- [Task objective]:
Go through the entries and copy each one exactly. Leave none out.

[Collection entries]
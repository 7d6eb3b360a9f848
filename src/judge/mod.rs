pub mod judge_html;
pub(crate) mod judge_utils;
/// Retardo antes de la respuesta simulada, en segundos
pub const REPLY_DELAY: f64 = 0.8;

const GREETING: &str = "Hi there! I'm your AI coding assistant. How can I help you with your web development journey today?";

#[derive(Clone, Copy, Debug, PartialEq, Eq)]
pub enum Role {
    User,
    Assistant,
}

#[derive(Clone, Debug, PartialEq, Eq)]
pub struct ChatMessage {
    pub role: Role,
    pub content: String,
}

#[derive(Clone, Debug)]
struct PendingReply {
    due_at: f64,
    content: String,
}

/// Chat del asistente. Las respuestas pendientes van ligadas a la ventana:
/// al cerrarla se cancelan.
#[derive(Clone, Debug)]
pub struct AssistantChat {
    pub open: bool,
    pub draft: String,
    transcript: Vec<ChatMessage>,
    pending: Vec<PendingReply>,
}

impl Default for AssistantChat {
    fn default() -> Self {
        Self {
            open: false,
            draft: String::new(),
            transcript: vec![ChatMessage {
                role: Role::Assistant,
                content: GREETING.into(),
            }],
            pending: Vec::new(),
        }
    }
}

impl AssistantChat {
    pub fn transcript(&self) -> &[ChatMessage] {
        &self.transcript
    }

    pub fn has_pending(&self) -> bool {
        !self.pending.is_empty()
    }

    pub fn toggle(&mut self) {
        if self.open {
            self.close();
        } else {
            self.open = true;
        }
    }

    pub fn close(&mut self) {
        self.open = false;
        if !self.pending.is_empty() {
            log::debug!("asistente cerrado, {} respuestas canceladas", self.pending.len());
        }
        self.pending.clear();
    }

    /// Envía el borrador; devuelve false si estaba vacío.
    pub fn send(&mut self, now: f64) -> bool {
        let message = self.draft.trim().to_owned();
        if message.is_empty() {
            return false;
        }
        self.draft.clear();
        self.pending.push(PendingReply {
            due_at: now + REPLY_DELAY,
            content: generate_reply(&message).to_owned(),
        });
        self.transcript.push(ChatMessage {
            role: Role::User,
            content: message,
        });
        true
    }

    /// Añade al historial las respuestas cuyo plazo ha vencido.
    pub fn poll(&mut self, now: f64) -> usize {
        let (due, waiting): (Vec<_>, Vec<_>) =
            self.pending.drain(..).partition(|p| p.due_at <= now);
        self.pending = waiting;
        let count = due.len();
        self.transcript
            .extend(due.into_iter().map(|p| ChatMessage {
                role: Role::Assistant,
                content: p.content,
            }));
        count
    }

    /// Segundos hasta la próxima respuesta, si hay alguna pendiente
    pub fn next_due_in(&self, now: f64) -> Option<f64> {
        self.pending
            .iter()
            .map(|p| (p.due_at - now).max(0.0))
            .reduce(f64::min)
    }
}

pub fn generate_reply(message: &str) -> &'static str {
    let msg = message.to_lowercase();
    let has = |words: &[&str]| words.iter().any(|w| msg.contains(w));

    if has(&["html"]) {
        "HTML is the standard markup language for creating web pages. It uses elements with opening and closing tags to structure content. For example, <p>This is a paragraph</p> creates a paragraph of text."
    } else if has(&["image", "img"]) {
        "To add an image in HTML, use the <img> tag with the src attribute pointing to your image file and alt attribute for accessibility: <img src=\"image.jpg\" alt=\"Description\">"
    } else if has(&["link", "href"]) {
        "To create a link in HTML, use the <a> tag with the href attribute: <a href=\"https://example.com\">Visit Example</a>"
    } else if has(&["stuck", "help"]) {
        "I see you might be stuck. For HTML structure, remember that every HTML document should have <!DOCTYPE html>, <html>, <head>, and <body> tags. The content visible to users goes inside the <body> tag."
    } else if has(&["css"]) {
        "CSS (Cascading Style Sheets) is used to style and format HTML content. It controls things like colors, fonts, spacing, and layout. You can add CSS to HTML using inline styles, internal stylesheets, or external stylesheets."
    } else if has(&["javascript", "js"]) {
        "JavaScript is a programming language that adds interactivity to web pages. You can use it to respond to user actions, modify HTML content dynamically, validate forms, create animations, and much more."
    } else if has(&["element", "tag"]) {
        "HTML elements are the building blocks of web pages. They are represented by tags like <p> for paragraphs, <h1> to <h6> for headings, <a> for links, <img> for images, etc. Most elements have an opening tag, content, and a closing tag: <tagname>Content</tagname>."
    } else {
        "I'm here to help with your web development learning! Do you have a specific question about HTML elements, attributes, or structure? Or would you like an example of a particular concept?"
    }
}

- [Problem solution]:
repository 7d6eb3b360a9f848
filename src/judge/mod.rs
pub mod judge_html;
pub(crate) mod judge_utils;
/// Retardo antes de la respuesta simulada, en segundos
pub const REPLY_DELAY: f64 = 0.8;

const GREETING: &str = "Hi there! I'm your AI coding assistant. How can I help you with your web development journey today?";

#[derive(Clone, Copy, Debug, PartialEq, Eq)]
pub enum Role {
    User,
    Assistant,
}

#[derive(Clone, Debug, PartialEq, Eq)]
pub struct ChatMessage {
    pub role: Role,
    pub content: String,
}

#[derive(Clone, Debug)]
struct PendingReply {
    due_at: f64,
    content: String,
}

/// Chat del asistente. Las respuestas pendientes van ligadas a la ventana:
/// al cerrarla se cancelan.
#[derive(Clone, Debug)]
pub struct AssistantChat {
    pub open: bool,
    pub draft: String,
    transcript: Vec<ChatMessage>,
    pending: Vec<PendingReply>,
}

impl Default for AssistantChat {
    fn default() -> Self {
        Self {
            open: false,
            draft: String::new(),
            transcript: vec![ChatMessage {
                role: Role::Assistant,
                content: GREETING.into(),
            }],
            pending: Vec::new(),
        }
    }
}

impl AssistantChat {
    pub fn transcript(&self) -> &[ChatMessage] {
        &self.transcript
    }

    pub fn has_pending(&self) -> bool {
        !self.pending.is_empty()
    }

    pub fn toggle(&mut self) {
        if self.open {
            self.close();
        } else {
            self.open = true;
        }
    }

    pub fn close(&mut self) {
        self.open = false;
        if !self.pending.is_empty() {
            log::debug!("asistente cerrado, {} respuestas canceladas", self.pending.len());
        }
        self.pending.clear();
    }

    /// Envía el borrador; devuelve false si estaba vacío.
    pub fn send(&mut self, now: f64) -> bool {
        let message = self.draft.trim().to_owned();
        if message.is_empty() {
            return false;
        }
        self.draft.clear();
        self.pending.push(PendingReply {
            due_at: now + REPLY_DELAY,
            content: generate_reply(&message).to_owned(),
        });
        self.transcript.push(ChatMessage {
            role: Role::User,
            content: message,
        });
        true
    }

    /// Añade al historial las respuestas cuyo plazo ha vencido.
    pub fn poll(&mut self, now: f64) -> usize {
        let (due, waiting): (Vec<_>, Vec<_>) =
            self.pending.drain(..).partition(|p| p.due_at <= now);
        self.pending = waiting;
        let count = due.len();
        self.transcript
            .extend(due.into_iter().map(|p| ChatMessage {
                role: Role::Assistant,
                content: p.content,
            }));
        count
    }

    /// Segundos hasta la próxima respuesta, si hay alguna pendiente
    pub fn next_due_in(&self, now: f64) -> Option<f64> {
        self.pending
            .iter()
            .map(|p| (p.due_at - now).max(0.0))
            .reduce(f64::min)
    }
}

pub fn generate_reply(message: &str) -> &'static str {
    let msg = message.to_lowercase();
    let has = |words: &[&str]| words.iter().any(|w| msg.contains(w));

    if has(&["html"]) {
        "HTML is the standard markup language for creating web pages. It uses elements with opening and closing tags to structure content. For example, <p>This is a paragraph</p> creates a paragraph of text."
    } else if has(&["image", "img"]) {
        "To add an image in HTML, use the <img> tag with the src attribute pointing to your image file and alt attribute for accessibility: <img src=\"image.jpg\" alt=\"Description\">"
    } else if has(&["link", "href"]) {
        "To create a link in HTML, use the <a> tag with the href attribute: <a href=\"https://example.com\">Visit Example</a>"
    } else if has(&["stuck", "help"]) {
        "I see you might be stuck. For HTML structure, remember that every HTML document should have <!DOCTYPE html>, <html>, <head>, and <body> tags. The content visible to users goes inside the <body> tag."
    } else if has(&["css"]) {
        "CSS (Cascading Style Sheets) is used to style and format HTML content. It controls things like colors, fonts, spacing, and layout. You can add CSS to HTML using inline styles, internal stylesheets, or external stylesheets."
    } else if has(&["javascript", "js"]) {
        "JavaScript is a programming language that adds interactivity to web pages. You can use it to respond to user actions, modify HTML content dynamically, validate forms, create animations, and much more."
    } else if has(&["element", "tag"]) {
        "HTML elements are the building blocks of web pages. They are represented by tags like <p> for paragraphs, <h1> to <h6> for headings, <a> for links, <img> for images, etc. Most elements have an opening tag, content, and a closing tag: <tagname>Content</tagname>."
    } else {
        "I'm here to help with your web development learning! Do you have a specific question about HTML elements, attributes, or structure? Or would you like an example of a particular concept?"
    }
}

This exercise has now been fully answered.